The market rallied on news the June nonfarm payrolls increased by 213,000 vs. est 195,000. The prior month's increase was revised to 244,000 from 223,000. Nonfarm private payrolls rose by 202,000 vs. est 192,000. The previous month's increase was revised to 239,000 from 218,000.

Average hourly earnings increased 0.2% vs. est +0.3%, while the previous month's increase was left unrevised at 0.3%. The unemployment rate rose to 4.0% vs. est 3.8% from 3.8%.

Volumes remain bearish for the major indices as bounces come on lower or below average volume while down days come on increasing volume. The cluster of distribution days has been pronounced.

Meanwhile, FAANG and other leading names are more or less mirroring the sloppy distributive action of the NASDAQ Composite as they struggle to find direction.

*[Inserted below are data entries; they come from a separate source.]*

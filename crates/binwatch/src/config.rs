//! CLI configuration: thin wrapper around `binwatch_config` shared types.
//!
//! Re-exports the shared types and adds CLI-specific resolution that
//! respects `GlobalOpts` flag overrides (--backend, --timeout, ...).

use std::time::Duration;

use clap::ValueEnum;

use binwatch_core::MonitorConfig;

use crate::cli::{ColorMode, GlobalOpts, OutputFormat};
use crate::error::CliError;

// ── Re-exports from shared crate ────────────────────────────────────

pub use binwatch_config::{
    Config, Defaults, Profile, active_profile_name, config_path, load_config_or_default,
    save_config,
};

// ── CLI-specific helpers ────────────────────────────────────────────

/// Fill in `--output` / `--color` from config defaults when not given.
pub fn apply_defaults(global: &mut GlobalOpts, defaults: &Defaults) {
    if global.output.is_none() {
        global.output = OutputFormat::from_str(&defaults.output, true).ok();
    }
    if global.color.is_none() {
        global.color = ColorMode::from_str(&defaults.color, true).ok();
    }
}

/// Build the `MonitorConfig` for this invocation.
///
/// Flag overrides take priority over profile values, which take priority
/// over `[defaults]`.
pub fn build_monitor_config(global: &GlobalOpts, cfg: &Config) -> Result<MonitorConfig, CliError> {
    let resolved = binwatch_config::resolve_monitor_config(
        cfg,
        global.profile.as_deref(),
        global.backend.as_deref(),
    );
    let mut monitor_config = resolved.map_err(|e| match e {
        binwatch_config::ConfigError::ProfileNotFound { name } => CliError::ProfileNotFound {
            name,
            available: available_profiles(cfg),
        },
        other => other.into(),
    })?;

    if let Some(secs) = global.timeout {
        if secs == 0 {
            return Err(CliError::Validation {
                field: "timeout".into(),
                reason: "must be at least 1 second".into(),
            });
        }
        monitor_config.timeout = Duration::from_secs(secs);
    }
    Ok(monitor_config)
}

/// Comma-separated profile names, or `(none)`.
pub fn available_profiles(cfg: &Config) -> String {
    if cfg.profiles.is_empty() {
        "(none)".into()
    } else {
        cfg.profiles.keys().cloned().collect::<Vec<_>>().join(", ")
    }
}
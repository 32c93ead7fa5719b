// ── Reactive snapshot streams ──
//
// Subscription types for consuming commits from the SnapshotStore.

use std::pin::Pin;
use std::sync::Arc;
use std::task::{Context, Poll};

use futures_core::Stream;
use tokio::sync::watch;
use tokio_stream::wrappers::WatchStream;

use super::snapshot::Snapshot;

/// A subscription to the snapshot store.
///
/// Provides both point-in-time access and change notification via
/// `changed()` or by converting to a `Stream`.
pub struct SnapshotStream {
    current: Option<Arc<Snapshot>>,
    receiver: watch::Receiver<Option<Arc<Snapshot>>>,
}

impl SnapshotStream {
    pub(crate) fn new(mut receiver: watch::Receiver<Option<Arc<Snapshot>>>) -> Self {
        let current = receiver.borrow_and_update().clone();
        Self { current, receiver }
    }

    /// The snapshot captured at creation time (or at the last `changed()`).
    pub fn current(&self) -> Option<&Arc<Snapshot>> {
        self.current.as_ref()
    }

    /// The latest snapshot (may have changed since creation).
    pub fn latest(&self) -> Option<Arc<Snapshot>> {
        self.receiver.borrow().clone()
    }

    /// Wait for the next commit and return it.
    /// Returns `None` if the store has been dropped.
    pub async fn changed(&mut self) -> Option<Arc<Snapshot>> {
        loop {
            self.receiver.changed().await.ok()?;
            let snap = self.receiver.borrow_and_update().clone();
            if let Some(snap) = snap {
                self.current = Some(Arc::clone(&snap));
                return Some(snap);
            }
        }
    }

    /// Convert into a `Stream` for use with `StreamExt` combinators.
    ///
    /// The stream yields the current snapshot first (if any), then every
    /// subsequent commit.
    pub fn into_stream(self) -> SnapshotWatchStream {
        SnapshotWatchStream {
            inner: WatchStream::new(self.receiver),
        }
    }
}

/// `Stream` adapter backed by a `watch::Receiver`, skipping the
/// uninitialized state.
pub struct SnapshotWatchStream {
    inner: WatchStream<Option<Arc<Snapshot>>>,
}

impl Stream for SnapshotWatchStream {
    type Item = Arc<Snapshot>;

    fn poll_next(mut self: Pin<&mut Self>, cx: &mut Context<'_>) -> Poll<Option<Self::Item>> {
        loop {
            match Pin::new(&mut self.inner).poll_next(cx) {
                Poll::Ready(Some(Some(snap))) => return Poll::Ready(Some(snap)),
                Poll::Ready(Some(None)) => {}
                Poll::Ready(None) => return Poll::Ready(None),
                Poll::Pending => return Poll::Pending,
            }
        }
    }
}

#[cfg(test)]
#[allow(clippy::unwrap_used)]
mod tests {
    use chrono::Utc;

    use super::*;
    use crate::model::Stats;
    use crate::store::SnapshotStore;

    fn empty() -> Snapshot {
        Snapshot::new(
            Vec::new(),
            Vec::new(),
            Stats {
                total_bins: 0,
                full_bins: 0,
                offline_bins: 0,
                low_battery_bins: 0,
                avg_fill_level: 0.0,
                unread_notifications: 0,
                last_updated: Utc::now(),
            },
            Utc::now(),
        )
    }

    #[tokio::test]
    async fn changed_yields_each_commit() {
        let store = SnapshotStore::new();
        let mut stream = store.subscribe();
        assert!(stream.current().is_none());

        store.replace(empty());
        let snap = stream.changed().await.unwrap();
        assert_eq!(snap.generation, 1);
        assert_eq!(stream.current().unwrap().generation, 1);
        assert_eq!(stream.latest().unwrap().generation, 1);
    }

    #[tokio::test]
    async fn stream_skips_uninitialized_state() {
        use tokio_stream::StreamExt;

        let store = SnapshotStore::new();
        let mut stream = store.subscribe().into_stream();
        store.replace(empty());
        let first = stream.next().await.unwrap();
        assert_eq!(first.generation, 1);
    }
}
//! Backend health probe.

use serde::Serialize;

use binwatch_core::{BackendStatus, Monitor};

use crate::cli::GlobalOpts;
use crate::error::CliError;
use crate::output::{self, Painter};

#[derive(Serialize)]
struct StatusView {
    backend: String,
    #[serde(flatten)]
    status: BackendStatus,
}

pub async fn handle(monitor: &Monitor, global: &GlobalOpts) -> Result<(), CliError> {
    let status = monitor.backend_status().await?;
    let view = StatusView {
        backend: monitor.config().url.to_string(),
        status,
    };

    let painter = Painter::new(&global.color_mode());
    let out = output::render_single(
        &global.format(),
        &view,
        |v| {
            let state = if v.status.is_active() {
                painter.hue(binwatch_core::Hue::Green, &v.status.status)
            } else {
                painter.hue(binwatch_core::Hue::Red, &v.status.status)
            };
            [
                format!("Backend:  {}", v.backend),
                format!("Status:   {state}"),
                format!("Message:  {}", v.status.message),
                format!("Bins:     {}", v.status.bins_count),
            ]
            .join("\n")
        },
        |v| v.status.status.clone(),
    )?;
    output::print_output(&out, global.quiet);
    Ok(())
}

That said, Friday's action was a stab at a potentially sustainable bounce as global QE remains a constant in pushing stocks and markets higher on a string. The handful of stocks that have bucked the current correction are only now just trying to achieve lift off from their respective 10- or 20-day moving averages with the number of names at new highs is few and far between.  

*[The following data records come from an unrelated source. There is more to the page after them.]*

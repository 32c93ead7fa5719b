//! Aggregate statistics, with an optional client-side cross-check.

use serde::Serialize;
use tabled::Tabled;

use binwatch_core::{ConsistencyReport, Monitor, Stats, consistency};

use crate::cli::{GlobalOpts, StatsArgs};
use crate::error::CliError;
use crate::output::{self, Painter};

use super::util;

#[derive(Serialize)]
struct StatsView<'a> {
    #[serde(flatten)]
    stats: &'a Stats,
    #[serde(skip_serializing_if = "Option::is_none")]
    check: Option<ConsistencyReport>,
}

#[derive(Tabled)]
struct DiscrepancyRow {
    #[tabled(rename = "Field")]
    field: String,
    #[tabled(rename = "Backend")]
    declared: String,
    #[tabled(rename = "Computed")]
    computed: String,
}

fn detail(view: &StatsView<'_>, painter: Painter) -> String {
    let s = view.stats;
    let mut lines = vec![
        format!("Total bins:      {}", s.total_bins),
        format!("Full bins:       {}", s.full_bins),
        format!("Offline bins:    {}", s.offline_bins),
        format!("Low battery:     {}", s.low_battery_bins),
        format!("Average fill:    {:.1}%", s.avg_fill_level),
        format!("Unread alerts:   {}", s.unread_notifications),
        format!("Last updated:    {}", util::timestamp(&s.last_updated)),
    ];

    if let Some(report) = &view.check {
        lines.push(String::new());
        if report.is_consistent() {
            lines.push(painter.hue(binwatch_core::Hue::Green, "Consistent with device list"));
        } else {
            lines.push(painter.hue(
                binwatch_core::Hue::Orange,
                &format!("{} field(s) disagree with the device list:", report.discrepancies.len()),
            ));
            let rows: Vec<DiscrepancyRow> = report
                .discrepancies
                .iter()
                .map(|d| DiscrepancyRow {
                    field: d.field.to_string(),
                    declared: trim_number(d.declared),
                    computed: trim_number(d.computed),
                })
                .collect();
            lines.push(
                tabled::Table::new(rows)
                    .with(tabled::settings::Style::rounded())
                    .to_string(),
            );
        }
    }
    lines.join("\n")
}

/// `3` for whole numbers, `41.5` otherwise.
fn trim_number(v: f64) -> String {
    if v.fract().abs() < f64::EPSILON {
        format!("{v:.0}")
    } else {
        format!("{v:.1}")
    }
}

fn plain(view: &StatsView<'_>) -> String {
    let s = view.stats;
    let mut lines = vec![
        format!("total_bins={}", s.total_bins),
        format!("full_bins={}", s.full_bins),
        format!("offline_bins={}", s.offline_bins),
        format!("low_battery_bins={}", s.low_battery_bins),
        format!("avg_fill_level={:.1}", s.avg_fill_level),
        format!("unread_notifications={}", s.unread_notifications),
    ];
    if let Some(report) = &view.check {
        lines.push(format!("consistent={}", report.is_consistent()));
    }
    lines.join("\n")
}

pub async fn handle(monitor: &Monitor, args: StatsArgs, global: &GlobalOpts) -> Result<(), CliError> {
    // Stats and devices come from the same poll so the check compares
    // like with like.
    let snapshot = monitor.poll_now().await?;
    let view = StatsView {
        stats: &snapshot.stats,
        check: args.check.then(|| consistency::check(&snapshot)),
    };

    let painter = Painter::new(&global.color_mode());
    let out = output::render_single(&global.format(), &view, |v| detail(v, painter), plain)?;
    output::print_output(&out, global.quiet);
    Ok(())
}

#[cfg(test)]
mod tests {
    use super::*;

    #[test]
    fn whole_numbers_print_without_decimals() {
        assert_eq!(trim_number(3.0), "3");
        assert_eq!(trim_number(41.6), "41.6");
    }
}
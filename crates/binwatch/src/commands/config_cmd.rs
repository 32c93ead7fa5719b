//! Config subcommand handlers.

use std::io::IsTerminal;

use dialoguer::Input;
use serde::Serialize;
use tabled::Tabled;

use binwatch_core::config::DEFAULT_BACKEND_URL;

use crate::cli::{ConfigArgs, ConfigCommand, GlobalOpts};
use crate::config::{self, Config, Profile};
use crate::error::CliError;
use crate::output;

// ── Helpers ─────────────────────────────────────────────────────────

/// Map a dialoguer / interactive I/O failure into CliError.
fn prompt_err(e: impl std::fmt::Display) -> CliError {
    CliError::Validation {
        field: "interactive".into(),
        reason: format!("prompt failed: {e}"),
    }
}

fn save_config(cfg: &Config) -> Result<(), CliError> {
    let path = config::save_config(cfg)?;
    eprintln!("Saved {}", path.display());
    Ok(())
}

#[derive(Serialize)]
struct ProfileView {
    name: String,
    default: bool,
    #[serde(flatten)]
    profile: Profile,
}

#[derive(Tabled)]
struct ProfileRow {
    #[tabled(rename = "")]
    marker: &'static str,
    #[tabled(rename = "Name")]
    name: String,
    #[tabled(rename = "Backend")]
    backend: String,
    #[tabled(rename = "Poll")]
    poll: String,
    #[tabled(rename = "Timeout")]
    timeout: String,
}

fn seconds(v: Option<u64>) -> String {
    v.map_or_else(|| "-".into(), |s| format!("{s}s"))
}

// ── Init ────────────────────────────────────────────────────────────

/// Gather a profile, interactively unless `--yes` was passed.
///
/// With `--yes` the profile name and backend come from `--profile` /
/// `--backend` (or their defaults) and nothing is prompted.
fn gather_profile(global: &GlobalOpts) -> Result<(String, Profile), CliError> {
    let default_name = global.profile.clone().unwrap_or_else(|| "default".into());
    let default_backend = global
        .backend
        .clone()
        .unwrap_or_else(|| DEFAULT_BACKEND_URL.into());

    if global.yes {
        return Ok((default_name, Profile::new(default_backend)));
    }
    if !std::io::stdin().is_terminal() {
        return Err(CliError::NonInteractiveRequiresYes {
            action: "config init".into(),
        });
    }

    let name: String = Input::new()
        .with_prompt("Profile name")
        .default(default_name)
        .interact_text()
        .map_err(prompt_err)?;

    let backend: String = Input::new()
        .with_prompt("Backend URL")
        .default(default_backend)
        .interact_text()
        .map_err(prompt_err)?;

    let poll_interval: u64 = Input::new()
        .with_prompt("Poll interval (seconds)")
        .default(config::Defaults::default().poll_interval)
        .interact_text()
        .map_err(prompt_err)?;

    let mut profile = Profile::new(backend);
    profile.poll_interval = Some(poll_interval);
    Ok((name, profile))
}

fn init(global: &GlobalOpts) -> Result<(), CliError> {
    eprintln!("binwatch configuration");
    eprintln!("   Config path: {}\n", config::config_path().display());

    let (name, profile) = gather_profile(global)?;

    let mut cfg = config::load_config_or_default();
    // Reject bad URLs before anything is written.
    binwatch_config::profile_to_monitor_config(&profile, &cfg.defaults)?;

    let replaced = cfg.profiles.insert(name.clone(), profile).is_some();
    if cfg.profiles.len() == 1 || cfg.default_profile.is_none() {
        cfg.default_profile = Some(name.clone());
    }
    save_config(&cfg)?;

    let verb = if replaced { "Updated" } else { "Created" };
    output::print_output(&format!("{verb} profile '{name}'"), global.quiet);
    Ok(())
}

// ── Handler ─────────────────────────────────────────────────────────

pub fn handle(args: ConfigArgs, global: &GlobalOpts) -> Result<(), CliError> {
    match args.command {
        ConfigCommand::Init => init(global),

        ConfigCommand::Show => {
            let cfg = config::load_config_or_default();
            let active = config::active_profile_name(&cfg, global.profile.as_deref());
            let out = output::render_single(
                &global.format(),
                &cfg,
                |c| {
                    let body = toml::to_string_pretty(c).unwrap_or_default();
                    format!(
                        "# {}\n# active profile: {active}\n\n{body}",
                        config::config_path().display()
                    )
                },
                |_| active.clone(),
            )?;
            output::print_output(&out, global.quiet);
            Ok(())
        }

        ConfigCommand::Profiles => {
            let cfg = config::load_config_or_default();
            let active = config::active_profile_name(&cfg, None);
            let views: Vec<ProfileView> = cfg
                .profiles
                .iter()
                .map(|(name, p)| ProfileView {
                    name: name.clone(),
                    default: *name == active,
                    profile: p.clone(),
                })
                .collect();
            let out = output::render_list(
                &global.format(),
                &views,
                |v| ProfileRow {
                    marker: if v.default { "*" } else { "" },
                    name: v.name.clone(),
                    backend: v.profile.backend.clone(),
                    poll: seconds(v.profile.poll_interval),
                    timeout: seconds(v.profile.timeout),
                },
                |v| v.name.clone(),
            )?;
            output::print_output(&out, global.quiet);
            Ok(())
        }

        ConfigCommand::Use { name } => {
            let mut cfg = config::load_config_or_default();
            if !cfg.profiles.contains_key(&name) {
                return Err(CliError::ProfileNotFound {
                    available: config::available_profiles(&cfg),
                    name,
                });
            }
            cfg.default_profile = Some(name.clone());
            save_config(&cfg)?;
            output::print_output(&format!("Default profile set to '{name}'"), global.quiet);
            Ok(())
        }
    }
}
// binwatch-core: live fleet state for the binwatch client.
//
// Poll results are committed to a `SnapshotStore` as whole snapshots.
// Around it sit pure helpers (classifier, marker diffing, the optimistic
// read-flip reducer, the stats consistency check) and the `Monitor`
// facade that drives periodic polling and manual actions.

pub mod classify;
pub mod config;
pub mod consistency;
pub mod convert;
pub mod error;
pub mod model;
pub mod monitor;
pub mod notify;
pub mod poller;
pub mod reconcile;
pub mod store;

// ── Primary re-exports ──────────────────────────────────────────────
pub use classify::{BatteryTier, FillTier, Hue, classify_battery, classify_fill, clamp_percent};
pub use config::MonitorConfig;
pub use consistency::{ComputedStats, ConsistencyReport, Discrepancy, StatField};
pub use error::{CoreError, ErrorKind};
pub use monitor::{Monitor, MonitorEvent};
pub use notify::{mark_read, try_mark_read};
pub use poller::{FlightGuard, ManualAction, Poller, PollerState};
pub use reconcile::{MarkerDiff, MarkerReconciler, MarkerRecord, MarkerSurface, reconcile};
pub use store::{Snapshot, SnapshotStore, SnapshotStream};

// ── Model re-exports ────────────────────────────────────────────────
pub use model::{
    BackendStatus, Device, DeviceStatus, EntityId, Location, Notification, NotificationKind,
    Priority, Stats,
};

Chinese names remain damaged with many trading around their 50 such as MOMO and BZUN, or 200 day lines such as BABA, then continuing to struggle for even a meager bounce as trade uncertainty remains, and these are the stronger names. Others have been pummelled well below their 200-day lines such as VIPS, WB, and WUBA. 

Trade wars are never bullish for markets. Both the US and China have launched salvos in the form of retaliatory tariffs against one another amounting to $34 billion. Any further escalation would be a major headwind for markets along with the future direction of interest rates. The Federal Reserve continues to take a hawkish stance of further rate hikes ahead, but the headroom for higher rates is diminishing, thus QT may have to once again become QE, or worse, an outright devaluation of fiat across a number of currencies based on the long term debt cycle which Ray Dalio of Bridgewater has discussed at length.